Importantly, the researchers stress that these classes likely aren't a definitive, comprehensive grouping, but rather a place to start. "This doesn't mean that there's necessarily only four classes," says Troyanskaya. "I think what this demonstrates is that there are at least four classes. But having the four, which are clinically and biologically relevant, is significant."
Uncovering pathways at play
The classes were established by phenotype; that is, looking only at traits and not at genetics. Then, when the scientists started to study the genetics within each class, they were surprised at the results. Specifically, the genetic variants found in individuals within each class affected biological processes in very distinct ways.
In one analysis, the team traced how specific genetic changes affect certain genes-and then looked at what those genes actually do by studying which molecular circuits, or pathways, they act in.
Researchers found that each autism subtype had its own biological signature.
"There was little to no overlap in the impacted pathways between the classes," says Litman. "And what was even more interesting is that while the impacted pathways - things like neuronal action potentials or chromatin organization - were all previously implicated in autism, each one was largely associated with a different class."
Remarkably, the team discovered that not just which genes were impacted by mutations-but when they were activated-differed by class.
"In the Social and Behavioral Challenges class, quite surprisingly, the impacted genes were mostly active after birth, and this group also experienced very few developmental delays and the latest average age of diagnosis," says Litman. "We found the opposite to be true for the ASD with Developmental Delays class, where impacted genes were mostly active prenatally."
Big data leads to big insights
The team hopes this work underscores the importance of large datasets that contain many types of data.
"I think this work highlights how important it is to have large cohorts with matched phenotypic and genetic data," says Litman. "This way, we can connect across them and make discoveries that are not apparent by just looking at one modality alone."
In the future, the team would like to dive into even more types of data under this lens, including looking at the 'non-coding' portion of the genome. These genes constitute more than 98 percent of the genome but are less studied because they do not go on to create proteins. They still play very important roles in regulating gene expression and other cellular processes implicated in autism.
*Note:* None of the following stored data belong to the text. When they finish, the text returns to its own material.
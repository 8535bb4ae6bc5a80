//! Error types for the logger system

pub type Result<T> = std::result::Result<T, LoggerError>;

#[derive(Debug, thiserror::Error)]
pub enum LoggerError {
    /// Token name classified more than once in the same format string
    #[error("Duplicate token '{token}' in format string")]
    DuplicateToken { token: String },

    /// Override marker on a token that is not reserved
    #[error("Illegal override marker on non-reserved token '{token}'")]
    IllegalOverride { token: String },

    /// Dynamic marker on a reserved token without the override marker
    #[error("Illegal dynamic marker on reserved token '{token}': override marker required")]
    IllegalDynamicMarker { token: String },

    /// Placeholder delimiters with no token name between them
    #[error("Empty token name in format string")]
    EmptyTokenName,

    /// Token with no bound value at classification or dispatch time
    #[error("No value bound for token '{token}'")]
    MissingParameterBinding { token: String },

    /// Format string without a MESSAGE placeholder
    #[error("Format string does not contain a MESSAGE placeholder")]
    MissingMessageToken,

    /// Reserved name bound as an ordinary parameter
    #[error("Reserved token '{token}' cannot be bound as an ordinary parameter")]
    ReservedNameMisuse { token: String },

    /// Format index outside the configured format list
    #[error("Format index {index} out of range for {count} configured format(s)")]
    BadFormatIndex { index: usize, count: usize },

    /// Sink write failure with sink name
    #[error("Sink '{sink}' failed to write: {source}")]
    SinkWrite {
        sink: String,
        #[source]
        source: std::io::Error,
    },

    /// Generic IO error
    #[error("IO error: {0}")]
    IoError(#[from] std::io::Error),
}

impl LoggerError {
    /// Create a duplicate token error
    pub fn duplicate_token(token: impl Into<String>) -> Self {
        LoggerError::DuplicateToken {
            token: token.into(),
        }
    }

    /// Create an illegal override error
    pub fn illegal_override(token: impl Into<String>) -> Self {
        LoggerError::IllegalOverride {
            token: token.into(),
        }
    }

    /// Create an illegal dynamic marker error
    pub fn illegal_dynamic_marker(token: impl Into<String>) -> Self {
        LoggerError::IllegalDynamicMarker {
            token: token.into(),
        }
    }

    /// Create a missing parameter binding error
    pub fn missing_binding(token: impl Into<String>) -> Self {
        LoggerError::MissingParameterBinding {
            token: token.into(),
        }
    }

    /// Create a reserved name misuse error
    pub fn reserved_misuse(token: impl Into<String>) -> Self {
        LoggerError::ReservedNameMisuse {
            token: token.into(),
        }
    }

    /// Create a bad format index error
    pub fn bad_index(index: usize, count: usize) -> Self {
        LoggerError::BadFormatIndex { index, count }
    }

    /// Create a sink write error
    pub fn sink_write(sink: impl Into<String>, source: std::io::Error) -> Self {
        LoggerError::SinkWrite {
            sink: sink.into(),
            source,
        }
    }
}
"The more data, the more discovery," says Sauerwald. "We know there's a lot of contribution from the non-coding genome in autism, but we haven't been able to study it yet in the context of these classes. So a big next step is going to be adding in this other 98 percent."
Source:
Journal reference:
Litman, A., et al. (2025). Decomposition of phenotypic heterogeneity in autism reveals underlying genetic programs. Nature Genetics. doi.org/10.1038/s41588-025-02224-z.